> Supplied entries:
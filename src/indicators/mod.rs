// =============================================================================
// Indicator Kernel
// =============================================================================
//
// Pure, side-effect-free numeric functions over price and return series.
// Every series is ordered NEWEST FIRST (index 0 is the latest close), matching
// how the market-data facade hands data to the evaluator.
//
// Every public function returns `Option<f64>`: `None` is the explicit
// no-value signal for insufficient data or a degenerate input. Callers must
// treat `None` as condition-false / skip-asset — never as zero. Nothing in
// this module panics.

pub mod bollinger;
pub mod drawdown;
pub mod ma;
pub mod macd;
pub mod relation;
pub mod returns;
pub mod rsi;
pub mod sharpe;
pub mod spread;

/// Trading days per year, used wherever a daily statistic is annualised.
pub const TRADING_DAYS_PER_YEAR: f64 = 252.0;

/// Derive simple returns from a newest-first close series.
///
/// `r_i = (p_i - p_{i+1}) / p_{i+1}`, newest first. Pairs whose older close
/// is zero are skipped rather than producing an infinity.
pub fn returns_from_prices(prices: &[f64]) -> Vec<f64> {
    let mut out = Vec::with_capacity(prices.len().saturating_sub(1));
    for pair in prices.windows(2) {
        let (newer, older) = (pair[0], pair[1]);
        if older != 0.0 {
            out.push((newer - older) / older);
        }
    }
    out
}

// =============================================================================
// Tests
// =============================================================================
#[cfg(test)]
mod tests {
    use super::*;

    #[test]
    fn returns_newest_first() {
        // 110 today, 100 yesterday, 80 before => [+10%, +25%]
        let r = returns_from_prices(&[110.0, 100.0, 80.0]);
        assert_eq!(r.len(), 2);
        assert!((r[0] - 0.10).abs() < 1e-12);
        assert!((r[1] - 0.25).abs() < 1e-12);
    }

    #[test]
    fn returns_skip_zero_denominator() {
        let r = returns_from_prices(&[10.0, 0.0, 5.0]);
        // The 10/0 pair is dropped; 0 vs 5 yields -1.0.
        assert_eq!(r.len(), 1);
        assert!((r[0] + 1.0).abs() < 1e-12);
    }

    #[test]
    fn returns_empty_and_single() {
        assert!(returns_from_prices(&[]).is_empty());
        assert!(returns_from_prices(&[42.0]).is_empty());
    }
}
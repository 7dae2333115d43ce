// =============================================================================
// Dispersion — population standard deviation and annualised volatility
// =============================================================================

use super::TRADING_DAYS_PER_YEAR;

/// Population standard deviation over the newest `window` values.
///
/// Returns `None` when `window == 0` or fewer than `window` values exist.
pub fn stdev(values: &[f64], window: usize) -> Option<f64> {
    if window == 0 || values.len() < window {
        return None;
    }

    let subset = &values[..window];
    let mean = subset.iter().sum::<f64>() / window as f64;
    let variance = subset.iter().map(|v| (v - mean).powi(2)).sum::<f64>() / window as f64;
    let sd = variance.sqrt();
    sd.is_finite().then_some(sd)
}

/// Annualised volatility: population stdev of daily returns scaled by √252.
pub fn volatility(returns: &[f64], window: usize) -> Option<f64> {
    stdev(returns, window).map(|sd| sd * TRADING_DAYS_PER_YEAR.sqrt())
}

> Problem details: In the data above, find the line that contains "producing an infinity." and the line that contains "and annualised volatility". Repeat exactly those lines and every line between them, and only those.

> Expected answer:
/// is zero are skipped rather than producing an infinity.
pub fn returns_from_prices(prices: &[f64]) -> Vec<f64> {
    let mut out = Vec::with_capacity(prices.len().saturating_sub(1));
    for pair in prices.windows(2) {
        let (newer, older) = (pair[0], pair[1]);
        if older != 0.0 {
            out.push((newer - older) / older);
        }
    }
    out
}

// =============================================================================
// Tests
// =============================================================================
#[cfg(test)]
mod tests {
    use super::*;

    #[test]
    fn returns_newest_first() {
        // 110 today, 100 yesterday, 80 before => [+10%, +25%]
        let r = returns_from_prices(&[110.0, 100.0, 80.0]);
        assert_eq!(r.len(), 2);
        assert!((r[0] - 0.10).abs() < 1e-12);
        assert!((r[1] - 0.25).abs() < 1e-12);
    }

    #[test]
    fn returns_skip_zero_denominator() {
        let r = returns_from_prices(&[10.0, 0.0, 5.0]);
        // The 10/0 pair is dropped; 0 vs 5 yields -1.0.
        assert_eq!(r.len(), 1);
        assert!((r[0] + 1.0).abs() < 1e-12);
    }

    #[test]
    fn returns_empty_and_single() {
        assert!(returns_from_prices(&[]).is_empty());
        assert!(returns_from_prices(&[42.0]).is_empty());
    }
}
repository 7dae2333115d43ce
// =============================================================================
// Dispersion — population standard deviation and annualised volatility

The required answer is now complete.